Exercise description: Which lines run from the line with "let (draft, _)" through the line with "pub fn save(&self, path: impl" in the entries below? Print them exactly, both ends included, and nothing more.

#### Task input ####

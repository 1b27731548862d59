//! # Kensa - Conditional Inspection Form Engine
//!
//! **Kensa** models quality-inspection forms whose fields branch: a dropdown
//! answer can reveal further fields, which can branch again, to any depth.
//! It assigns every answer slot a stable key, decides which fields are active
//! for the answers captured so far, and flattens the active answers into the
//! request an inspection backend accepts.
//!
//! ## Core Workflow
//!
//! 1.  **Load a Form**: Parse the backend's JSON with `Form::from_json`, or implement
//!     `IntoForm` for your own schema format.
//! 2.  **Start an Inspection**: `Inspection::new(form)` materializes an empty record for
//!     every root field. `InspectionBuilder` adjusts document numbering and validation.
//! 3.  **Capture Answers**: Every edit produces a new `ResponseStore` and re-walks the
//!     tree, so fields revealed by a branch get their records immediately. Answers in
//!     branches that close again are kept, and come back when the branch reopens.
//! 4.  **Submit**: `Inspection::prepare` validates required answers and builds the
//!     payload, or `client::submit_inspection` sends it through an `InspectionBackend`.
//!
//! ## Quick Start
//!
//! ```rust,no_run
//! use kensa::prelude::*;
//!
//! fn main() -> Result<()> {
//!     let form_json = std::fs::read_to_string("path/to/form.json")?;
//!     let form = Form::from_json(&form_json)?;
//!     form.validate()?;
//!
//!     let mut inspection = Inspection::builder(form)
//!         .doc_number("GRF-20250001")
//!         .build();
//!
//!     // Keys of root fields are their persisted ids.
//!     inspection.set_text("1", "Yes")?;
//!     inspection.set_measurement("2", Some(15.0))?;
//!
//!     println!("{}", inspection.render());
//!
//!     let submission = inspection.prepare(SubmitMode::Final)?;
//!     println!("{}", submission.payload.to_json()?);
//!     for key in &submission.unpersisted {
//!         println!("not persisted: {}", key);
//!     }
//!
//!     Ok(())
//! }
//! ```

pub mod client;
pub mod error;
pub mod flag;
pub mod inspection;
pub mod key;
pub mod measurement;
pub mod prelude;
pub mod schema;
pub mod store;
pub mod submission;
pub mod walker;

####
#### Task input ####

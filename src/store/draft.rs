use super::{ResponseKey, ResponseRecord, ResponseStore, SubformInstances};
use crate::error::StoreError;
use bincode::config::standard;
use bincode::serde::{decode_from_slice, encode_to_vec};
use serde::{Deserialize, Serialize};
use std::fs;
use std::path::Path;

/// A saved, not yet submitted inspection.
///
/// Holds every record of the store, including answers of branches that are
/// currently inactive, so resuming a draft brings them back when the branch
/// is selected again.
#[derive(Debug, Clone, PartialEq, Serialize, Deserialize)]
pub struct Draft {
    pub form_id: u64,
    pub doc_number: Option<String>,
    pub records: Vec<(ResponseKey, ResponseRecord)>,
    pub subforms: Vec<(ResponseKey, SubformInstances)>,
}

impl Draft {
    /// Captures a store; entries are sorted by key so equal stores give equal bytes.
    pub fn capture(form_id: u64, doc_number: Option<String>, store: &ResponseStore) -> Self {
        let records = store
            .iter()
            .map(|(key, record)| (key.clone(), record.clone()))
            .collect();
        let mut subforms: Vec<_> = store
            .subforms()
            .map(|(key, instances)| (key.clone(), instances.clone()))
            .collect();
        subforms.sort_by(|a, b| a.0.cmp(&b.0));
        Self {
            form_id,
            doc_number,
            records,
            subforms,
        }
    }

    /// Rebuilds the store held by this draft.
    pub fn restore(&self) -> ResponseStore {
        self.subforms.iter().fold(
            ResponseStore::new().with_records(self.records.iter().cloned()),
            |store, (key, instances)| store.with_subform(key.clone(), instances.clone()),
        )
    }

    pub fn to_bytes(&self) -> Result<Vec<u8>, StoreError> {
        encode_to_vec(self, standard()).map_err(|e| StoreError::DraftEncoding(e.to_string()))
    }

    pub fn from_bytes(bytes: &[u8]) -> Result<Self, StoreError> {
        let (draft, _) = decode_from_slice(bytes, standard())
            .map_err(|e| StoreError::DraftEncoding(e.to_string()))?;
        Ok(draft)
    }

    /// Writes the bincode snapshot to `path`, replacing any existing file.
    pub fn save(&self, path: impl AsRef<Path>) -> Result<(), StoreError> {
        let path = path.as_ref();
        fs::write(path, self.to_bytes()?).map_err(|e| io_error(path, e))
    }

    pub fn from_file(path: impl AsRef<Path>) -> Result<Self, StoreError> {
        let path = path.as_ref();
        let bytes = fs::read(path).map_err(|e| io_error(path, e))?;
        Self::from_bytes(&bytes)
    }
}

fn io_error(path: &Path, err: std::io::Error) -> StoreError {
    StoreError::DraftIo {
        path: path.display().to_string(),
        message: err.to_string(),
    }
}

####

Expected output:
        let (draft, _) = decode_from_slice(bytes, standard())
            .map_err(|e| StoreError::DraftEncoding(e.to_string()))?;
        Ok(draft)
    }

    /// Writes the bincode snapshot to `path`, replacing any existing file.
    pub fn save(&self, path: impl AsRef<Path>) -> Result<(), StoreError> {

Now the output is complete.